| From f1ed3df20d2d223e0852cc4ac1f19bba869a7e3c Mon Sep 17 00:00:00 2001 |
| From: Michal Wnukowski <wnukowski@google.com> |
| Date: Wed, 15 Aug 2018 15:51:57 -0700 |
| Subject: nvme-pci: add a memory barrier to nvme_dbbuf_update_and_check_event |
| |
| From: Michal Wnukowski <wnukowski@google.com> |
| |
| commit f1ed3df20d2d223e0852cc4ac1f19bba869a7e3c upstream. |
| |
| In many architectures loads may be reordered with older stores to |
| different locations. In the nvme driver the following two operations |
| could be reordered: |
| |
| - Write shadow doorbell (dbbuf_db) into memory. |
| - Read EventIdx (dbbuf_ei) from memory. |
| |
| This can result in a potential race condition between driver and VM host |
| processing requests (if given virtual NVMe controller has a support for |
| shadow doorbell).
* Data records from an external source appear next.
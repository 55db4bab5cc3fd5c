use crate::{UrlError, UrlResult};
use url::Url;

/// Tracking query parameters dropped from canonical job URLs
const TRACKING_PARAMS: &[&str] = &[
    "utm_source",
    "utm_medium",
    "utm_campaign",
    "utm_term",
    "utm_content",
    "fbclid",
    "gclid",
    "mc_eid",
    "ref",
    "source",
];

/// Returns the origin of a URL as a root URL (`scheme://host[:port]/`)
pub fn origin_root(url: &Url) -> Url {
    let mut root = url.clone();
    root.set_path("/");
    root.set_query(None);
    root.set_fragment(None);
    root
}

/// Resolves a link href against the origin of `base`
///
/// Partial paths such as `oferta-123` resolve to `<origin>/oferta-123`, the
/// same as `/oferta-123`. Returns None for links that cannot name a page:
/// - empty hrefs and fragment-only anchors
/// - `javascript:`, `mailto:`, `tel:` and `data:` schemes
/// - anything that does not resolve to http(s)
pub fn resolve_url(href: &str, base: &Url) -> Option<Url> {
    let href = href.trim();

    if href.is_empty() || href.starts_with('#') {
        return None;
    }

    let lowered = href.to_ascii_lowercase();
    if lowered.starts_with("javascript:")
        || lowered.starts_with("mailto:")
        || lowered.starts_with("tel:")
        || lowered.starts_with("data:")
    {
        return None;
    }

    let resolved = if href.starts_with("http://") || href.starts_with("https://") {
        Url::parse(href).ok()?
    } else if href.starts_with("//") {
        base.join(href).ok()?
    } else {
        origin_root(base).join(href).ok()?
    };

    match resolved.scheme() {
        "http" | "https" => Some(resolved),
        _ => None,
    }
}

/// Canonicalizes a job URL for use as a dedup key and as the stored `url`
///
/// # Canonicalization Steps
///
/// 1. Resolve against the page origin; reject anything non-http(s)
/// 2. Lowercase the host (done by the parser)
/// 3. Normalize path: drop dot segments and duplicate slashes, trim trailing slash
/// 4. Remove fragment
/// 5. Remove tracking query parameters, sort the rest
/// 6. Remove empty query string
///
/// The scheme and any `www.` prefix are kept: the canonical URL is also the
/// address the detail page is fetched from.
///
/// # Examples
///
/// ```
/// use job_cascade::url::canonicalize_url;
/// use url::Url;
///
/// let base = Url::parse("https://ar.computrabajo.com/empleos-de-ventas").unwrap();
/// let url = canonicalize_url("/ofertas/123/?utm_source=x#top", &base).unwrap();
/// assert_eq!(url.as_str(), "https://ar.computrabajo.com/ofertas/123");
/// ```
pub fn canonicalize_url(raw: &str, base: &Url) -> UrlResult<Url> {
    let mut url = resolve_url(raw, base).ok_or_else(|| {
        if raw.trim().is_empty() {
            UrlError::Parse("empty URL".to_string())
        } else {
            UrlError::InvalidScheme(raw.trim().to_string())
        }
    })?;

    if url.host_str().is_none() {
        return Err(UrlError::MissingHost);
    }

    let normalized_path = normalize_path(url.path());
    url.set_path(&normalized_path);

    url.set_fragment(None);

    if url.query().is_some() {
        let filtered_params = filter_and_sort_query_params(&url);

        if filtered_params.is_empty() {
            url.set_query(None);
        } else {
            url.query_pairs_mut()
                .clear()
                .extend_pairs(filtered_params.iter().map(|(k, v)| (k.as_str(), v.as_str())));
        }
    }

    Ok(url)
}

/// Normalizes a URL path by removing dot segments and trailing slashes
fn normalize_path(path: &str) -> String {
    let mut normalized_segments: Vec<&str> = Vec::new();

    for segment in path.split('/') {
        match segment {
            "" | "." => continue,
            ".." => {
                normalized_segments.pop();
            }
            _ => normalized_segments.push(segment),
        }
    }

    if normalized_segments.is_empty() {
        return "/".to_string();
    }

    format!("/{}", normalized_segments.join("/"))
}

/// Filters out tracking parameters and sorts remaining query parameters
fn filter_and_sort_query_params(url: &Url) -> Vec<(String, String)> {
    let mut params: Vec<(String, String)> = url
        .query_pairs()
        .filter(|(key, _)| !is_tracking_param(key))
        .map(|(k, v)| (k.to_string(), v.to_string()))
        .collect();

    params.sort();
    params
}

/// Checks if a query parameter is a tracking parameter
fn is_tracking_param(key: &str) -> bool {
    TRACKING_PARAMS.contains(&key) || key.starts_with("utm_")
}
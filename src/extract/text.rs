//! Text helpers shared by the extractors

use scraper::{ElementRef, Html};

/// Strips markup from an HTML fragment and collapses whitespace
///
/// Tag boundaries become spaces, so `<p>Hello<br>World</p>` yields
/// `Hello World`. Entities are decoded by the HTML parser.
pub fn strip_html(html: &str) -> String {
    if html.trim().is_empty() {
        return String::new();
    }

    let fragment = Html::parse_fragment(html);
    let joined = fragment.root_element().text().collect::<Vec<_>>().join(" ");
    collapse_whitespace(&joined)
}

/// Collapses runs of whitespace into single spaces and trims the ends
pub fn collapse_whitespace(text: &str) -> String {
    text.split_whitespace().collect::<Vec<_>>().join(" ")
}

/// Trimmed, whitespace-collapsed text content of an element
pub fn element_text(element: &ElementRef<'_>) -> String {
    collapse_whitespace(&element.text().collect::<Vec<_>>().join(" "))
}

/// Escapes text for embedding inside an HTML element
pub fn escape_html(text: &str) -> String {
    let mut escaped = String::with_capacity(text.len());
    for c in text.chars() {
        match c {
            '&' => escaped.push_str("&amp;"),
            '<' => escaped.push_str("&lt;"),
            '>' => escaped.push_str("&gt;"),
            '"' => escaped.push_str("&quot;"),
            _ => escaped.push(c),
        }
    }
    escaped
}
//! Application-level configuration constants.

// Side-count bounds
pub const MIN_SIDES: u32 = 2;
pub const MAX_CUSTOM_SIDES: u32 = 100;

// Default values at mount
pub const DEFAULT_SIDES: u32 = 6;
pub const DEFAULT_CUSTOM_SIDES: u32 = 6;

// Flicker sequence
pub const MIN_FLICKERS: u32 = 15;
pub const FLICKER_SPREAD: u32 = 10;
pub const FLICKER_MS: f64 = 75.0;
pub const SLOWDOWN_STEPS: u32 = 5;
pub const SLOWDOWN_START: f64 = 1.5;
pub const SLOWDOWN_INCREMENT: f64 = 0.2;

// Non-flicker phases
pub const WIND_UP_MS: u32 = 100;
pub const SETTLE_MS: u32 = 300;
pub const DECAY_MS: u32 = 500;

// UI behavior
pub const VISUAL_SELECTOR: &str = ".animated-dice-visual";
pub const WARNING_DISPLAY_MS: u32 = 3_000;
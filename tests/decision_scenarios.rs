use decision_dice::presentation::FaceSymbol;
use decision_dice::sequencer::RollSequencer;
use decision_dice::{CustomSidesOutcome, DecisionState, DieSelection};
use rand::rngs::StdRng;
use rand::SeedableRng;

/// Play a whole roll the way the UI driver does, minus the timers.
fn roll(state: &mut DecisionState, sequencer: &mut RollSequencer, rng: &mut StdRng) -> u32 {
    let sides = state.begin_roll().unwrap();
    let mut frame = sequencer.start(sides, rng).unwrap();
    let ticket = sequencer.ticket();
    loop {
        assert!(state.is_rolling() || frame.committed().is_some());
        match frame.committed() {
            Some(face) => state.commit_roll(face),
            None => {
                if let Some(symbol) = frame.symbol {
                    state.show_symbol(symbol);
                }
            }
        }
        match sequencer.advance(ticket, rng) {
            Some(next) => frame = next,
            None => break,
        }
    }
    state.result().unwrap()
}

#[test]
fn d6_without_labels_shows_no_decision() {
    let mut rng = StdRng::seed_from_u64(1);
    let mut sequencer = RollSequencer::new();
    let mut state = DecisionState::new();
    state.select_die(DieSelection::D6);

    for _ in 0..50 {
        let face = roll(&mut state, &mut sequencer, &mut rng);
        assert!((1..=6).contains(&face));
        assert!(!state.is_rolling());
        assert_eq!(state.decision(), None);
        assert!(matches!(state.display(), FaceSymbol::Glyph(_)));
    }
}

#[test]
fn labelled_face_is_echoed() {
    let mut rng = StdRng::seed_from_u64(2);
    let mut sequencer = RollSequencer::new();
    let mut state = DecisionState::new();
    state.select_die(DieSelection::D6);
    state.set_label(2, "Go to the gym".to_string());

    let mut hit = false;
    for _ in 0..500 {
        if roll(&mut state, &mut sequencer, &mut rng) == 3 {
            hit = true;
            break;
        }
        assert_eq!(state.decision(), None);
    }
    assert!(hit, "never rolled a 3");
    assert_eq!(state.decision(), Some("Go to the gym"));
    assert_eq!(state.display(), FaceSymbol::Glyph('⚂'));
}

#[test]
fn oversized_custom_input_is_capped() {
    let mut state = DecisionState::new();
    state.select_die(DieSelection::Custom);

    let outcome = state.set_custom_sides(Some(150));
    assert_eq!(outcome, CustomSidesOutcome::Capped { requested: 150 });
    assert!(outcome.warning().is_some());
    assert_eq!(state.custom_sides(), 100);
    assert_eq!(state.selection(), DieSelection::Custom);
    assert_eq!(state.labels().len(), 100);
}

#[test]
fn cleared_custom_input_falls_back_to_two() {
    let mut state = DecisionState::new();
    state.select_die(DieSelection::Custom);
    state.set_custom_sides(None);
    assert_eq!(state.custom_sides(), 2);
    assert_eq!(state.selection(), DieSelection::Custom);
    assert_eq!(state.effective_sides(), 2);
}

#[test]
fn custom_input_switches_away_from_fixed_die() {
    let mut state = DecisionState::new();
    state.select_die(DieSelection::D20);
    assert_eq!(state.set_custom_sides(Some(37)), CustomSidesOutcome::Applied(37));
    assert_eq!(state.selection(), DieSelection::Custom);
    assert_eq!(state.effective_sides(), 37);
}

#[test]
fn selecting_the_same_die_twice_changes_nothing() {
    let mut rng = StdRng::seed_from_u64(3);
    let mut sequencer = RollSequencer::new();
    let mut state = DecisionState::new();

    state.select_die(DieSelection::D10);
    state.set_label(9, "Ten".to_string());
    roll(&mut state, &mut sequencer, &mut rng);
    let snapshot = state.clone();

    state.select_die(DieSelection::D10);
    assert_eq!(state, snapshot);
}

#[test]
fn every_roll_lands_in_range() {
    let mut rng = StdRng::seed_from_u64(4);
    let mut sequencer = RollSequencer::new();
    let mut state = DecisionState::new();

    for die in DieSelection::ALL {
        state.select_die(die);
        let sides = state.effective_sides();
        for _ in 0..20 {
            let face = roll(&mut state, &mut sequencer, &mut rng);
            assert!((1..=sides).contains(&face));
            assert!(!state.is_rolling());
        }
    }

    state.set_custom_sides(Some(100));
    for _ in 0..20 {
        let face = roll(&mut state, &mut sequencer, &mut rng);
        assert!((1..=100).contains(&face));
        assert!(matches!(state.display(), FaceSymbol::Numeral(n) if n == face));
    }
}
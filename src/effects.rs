//! DOM side of the roll animation.
//! Applies sequencer frames to the animated die element as inline styles and
//! lets CSS transitions do the tweening.

use decision_dice::config::VISUAL_SELECTOR;
use decision_dice::sequencer::{Frame, Pose};
use log::debug;
use wasm_bindgen::JsCast;
use web_sys::{CssStyleDeclaration, HtmlElement};

/// Look up the animated die. Done fresh for every roll; never cached.
pub fn find_visual_target() -> Option<HtmlElement> {
    gloo_utils::document()
        .query_selector(VISUAL_SELECTOR)
        .ok()
        .flatten()
        .and_then(|el| el.dyn_into::<HtmlElement>().ok())
}

/// Start the transition described by `frame`.
pub fn play_frame(element: &HtmlElement, frame: &Frame) {
    let style = element.style();
    if let Some(from) = frame.from {
        set_pose(&style, &from, "none");
        // Reading layout flushes the jump so the transition starts from `from`.
        let _ = element.offset_width();
    }
    let transition = format!(
        "transform {ms}ms {ease}, opacity {ms}ms {ease}",
        ms = frame.duration_ms,
        ease = frame.easing.css()
    );
    set_pose(&style, &frame.pose, &transition);
}

fn set_pose(style: &CssStyleDeclaration, pose: &Pose, transition: &str) {
    let props = [
        ("transition", transition.to_string()),
        ("transform", pose.css_transform()),
        ("opacity", format!("{:.2}", pose.opacity)),
    ];
    for (name, value) in props {
        if let Err(e) = style.set_property(name, &value) {
            debug!("Could not set {} on die element: {:?}", name, e);
        }
    }
}
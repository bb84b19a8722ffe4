use std::cell::RefCell;
use std::rc::Rc;

use decision_dice::sequencer::{Frame, RollSequencer};
use decision_dice::{DecisionState, RollError};
use gloo_timers::callback::Timeout;
use gloo_timers::future::TimeoutFuture;
use log::{debug, info, warn};
use web_sys::HtmlElement;
use yew::prelude::*;

use crate::effects::{find_visual_target, play_frame};

/// A message that disappears on its own.
#[derive(Clone)]
pub struct TransientMessage {
    /// The message currently shown, if any.
    pub text: Option<String>,
    /// Show a message, replacing the current one and restarting its timer.
    pub show: Callback<String>,
}

/// Custom hook for a message that clears itself after `duration_ms`.
#[hook]
pub fn use_transient_message(duration_ms: u32) -> TransientMessage {
    let text_handle: UseStateHandle<Option<String>> = use_state(|| None::<String>);
    let timer = use_mut_ref(|| None::<Timeout>);

    let show = {
        let text_setter = text_handle.clone();
        Callback::from(move |message: String| {
            text_setter.set(Some(message));
            let text_clearer = text_setter.clone();
            // Replacing the handle cancels any pending dismissal.
            *timer.borrow_mut() = Some(Timeout::new(duration_ms, move || {
                text_clearer.set(None);
            }));
        })
    };

    TransientMessage {
        text: (*text_handle).clone(),
        show,
    }
}

/// Custom hook returning the callback that rolls the die.
///
/// The roll mutates `state` in place and emits `on_change` whenever the view
/// needs to catch up.
#[hook]
pub fn use_roll_driver(
    state: Rc<RefCell<DecisionState>>,
    on_change: Callback<()>,
) -> Callback<()> {
    let sequencer = use_mut_ref(RollSequencer::new);

    Callback::from(move |_| {
        start_roll(state.clone(), sequencer.clone(), on_change.clone());
    })
}

fn start_roll(
    state: Rc<RefCell<DecisionState>>,
    sequencer: Rc<RefCell<RollSequencer>>,
    on_change: Callback<()>,
) {
    let sides = match state.borrow_mut().begin_roll() {
        Ok(sides) => sides,
        Err(e) => {
            debug!("Roll request ignored: {}", e);
            return;
        }
    };
    on_change.emit(());

    let element = match find_visual_target() {
        Some(element) => element,
        None => {
            warn!("{}, abandoning roll", RollError::TargetMissing);
            state.borrow_mut().abort_roll();
            on_change.emit(());
            return;
        }
    };

    let started = sequencer.borrow_mut().start(sides, &mut rand::rng());
    let first = match started {
        Ok(frame) => frame,
        Err(e) => {
            warn!("Could not start roll: {}", e);
            state.borrow_mut().abort_roll();
            on_change.emit(());
            return;
        }
    };
    let ticket = sequencer.borrow().ticket();

    wasm_bindgen_futures::spawn_local(drive_roll(
        element, first, ticket, state, sequencer, on_change,
    ));
}

/// Play frames until the sequencer runs out or the ticket goes stale.
async fn drive_roll(
    element: HtmlElement,
    first: Frame,
    ticket: u64,
    state: Rc<RefCell<DecisionState>>,
    sequencer: Rc<RefCell<RollSequencer>>,
    on_change: Callback<()>,
) {
    let started_at = js_sys::Date::now();
    let mut frame = first;
    loop {
        play_frame(&element, &frame);
        apply_frame(&state, &frame, started_at);
        on_change.emit(());

        TimeoutFuture::new(frame.duration_ms).await;

        let next = sequencer.borrow_mut().advance(ticket, &mut rand::rng());
        match next {
            Some(next) => frame = next,
            None => break,
        }
    }
}

fn apply_frame(state: &RefCell<DecisionState>, frame: &Frame, started_at: f64) {
    let mut state = state.borrow_mut();
    if let Some(face) = frame.committed() {
        state.commit_roll(face);
        info!(
            "Roll settled after {:.0} ms",
            js_sys::Date::now() - started_at
        );
    } else if let Some(symbol) = frame.symbol {
        state.show_symbol(symbol);
    }
}
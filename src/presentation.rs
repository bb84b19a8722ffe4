//! Mapping of die faces to what the user sees.

use std::fmt;

/// Unicode die faces for ⚀ through ⚅.
pub const DICE_FACES: [char; 6] = ['⚀', '⚁', '⚂', '⚃', '⚄', '⚅'];

/// What the animated die element currently shows.
#[derive(Debug, Clone, Copy, PartialEq, Eq)]
pub enum FaceSymbol {
    Glyph(char),
    Numeral(u32),
    /// Shown before the first roll of a die that has no glyphs.
    Unknown,
}

impl fmt::Display for FaceSymbol {
    fn fmt(&self, f: &mut fmt::Formatter<'_>) -> fmt::Result {
        match self {
            FaceSymbol::Glyph(c) => write!(f, "{}", c),
            FaceSymbol::Numeral(n) => write!(f, "{}", n),
            FaceSymbol::Unknown => write!(f, "?"),
        }
    }
}

/// Symbol for `face` on a die with `sides` sides.
///
/// Glyphs are only used when the whole die fits in 1..=6, so a D8 landing
/// on 3 still shows the numeral.
pub fn face_symbol(face: u32, sides: u32) -> FaceSymbol {
    if sides as usize <= DICE_FACES.len() {
        if let Some(&glyph) = face.checked_sub(1).and_then(|i| DICE_FACES.get(i as usize)) {
            return FaceSymbol::Glyph(glyph);
        }
    }
    FaceSymbol::Numeral(face)
}

/// Symbol shown after the side count changes and before anything is rolled.
pub fn idle_symbol(sides: u32) -> FaceSymbol {
    if sides as usize <= DICE_FACES.len() {
        FaceSymbol::Glyph(DICE_FACES[0])
    } else {
        FaceSymbol::Unknown
    }
}

/// Label attached to `face`, if the user wrote anything besides whitespace.
pub fn label_for_face(labels: &[String], face: u32) -> Option<&str> {
    let index = face.checked_sub(1)? as usize;
    labels
        .get(index)
        .map(String::as_str)
        .filter(|label| !label.trim().is_empty())
}
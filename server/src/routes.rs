//! Route definitions for the flight oracle API

use axum::{
    http::{header, HeaderValue, Method},
    routing::{get, post},
    Router,
};
use tower_http::{cors::CorsLayer, trace::TraceLayer};

use crate::app_state::AppState;
use crate::handlers::*;

pub fn oracle_routes() -> Router<AppState> {
    Router::new()
        .route("/api/oracles", get(list_oracles))
        .route("/api/oracles/:identity", get(get_oracle))
}

pub fn round_routes() -> Router<AppState> {
    Router::new()
        .route("/api/rounds", get(list_rounds))
        .route("/api/rounds/:id", get(get_round))
        .route("/api/status", get(service_status))
        .route("/api/flights/status", post(request_flight_status))
}

/// Full application router with CORS and request tracing.
pub fn app(state: AppState, cors_allowed_origins: &[String]) -> Router {
    Router::new()
        .route("/", get(root))
        .route("/health", get(health_check))
        .route("/api", get(api_banner))
        .merge(oracle_routes())
        .merge(round_routes())
        .layer(TraceLayer::new_for_http())
        .layer(build_cors_layer(cors_allowed_origins))
        .with_state(state)
}

fn build_cors_layer(allowed_origins: &[String]) -> CorsLayer {
    let allowed_origins = allowed_origins
        .iter()
        .filter_map(|origin| origin.trim().parse::<HeaderValue>().ok())
        .collect::<Vec<_>>();

    CorsLayer::new()
        .allow_origin(allowed_origins)
        .allow_methods([Method::GET, Method::POST, Method::OPTIONS])
        .allow_headers([header::CONTENT_TYPE, header::ACCEPT])
        .allow_credentials(false)
}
If that occurs, then the NVMe controller may decide to |
| wait for MMIO doorbell from guest operating system, and guest driver may |
| decide not to issue MMIO doorbell on any of subsequent commands. |
| |
| This issue is purely timing-dependent one, so there is no easy way to |
| reproduce it. Currently the easiest known approach is to run "Oracle IO |
| Numbers" (orion) that is shipped with Oracle DB: |
| |
| orion -run advanced -num_large 0 -size_small 8 -type rand -simulate \ |
| concat -write 40 -duration 120 -matrix row -testname nvme_test |
| |
| Where nvme_test is a .lun file that contains a list of NVMe block |
| devices to run test against. Limiting number of vCPUs assigned to given |
| VM instance seems to increase chances for this bug to occur. On test |
| environment with VM that got 4 NVMe drives and 1 vCPU assigned the |
| virtual NVMe controller hang could be observed within 10-20 minutes. |
| That correspond to about 400-500k IO operations processed (or about |
| 100GB of IO read/writes). |
| |
| Orion tool was used as a validation and set to run in a loop for 36 |
| hours (equivalent of pushing 550M IO operations). No issues were |
| observed. That suggest that the patch fixes the issue. |
| |
| Fixes: f9f38e33389c ("nvme: improve performance for virtual NVMe devices") |
| Signed-off-by: Michal Wnukowski <wnukowski@google.com> |
| Reviewed-by: Keith Busch <keith.busch@intel.com> |
| Reviewed-by: Sagi Grimberg <sagi@grimberg.me> |
| [hch: updated changelog and comment a bit] |
| Signed-off-by: Christoph Hellwig <hch@lst.de> |
| Signed-off-by: Greg Kroah-Hartman <gregkh@linuxfoundation.org> |
| |
| --- |
| drivers/nvme/host/pci.c | 8 ++++++++ |
| 1 file changed, 8 insertions(+) |
| |
| --- a/drivers/nvme/host/pci.c |
| +++ b/drivers/nvme/host/pci.c |
| @@ -306,6 +306,14 @@ static bool nvme_dbbuf_update_and_check_ |
| old_value = *dbbuf_db; |
| *dbbuf_db = value; |
| |
| + /* |
| + * Ensure that the doorbell is updated before reading the event |
| + * index from memory. The controller needs to provide similar |
| + * ordering to ensure the envent index is updated before reading |
| + * the doorbell. |
| + */ |
| + mb(); |
| + |
| if (!nvme_dbbuf_need_event(*dbbuf_ei, value, old_value)) |
| return false; |
| } |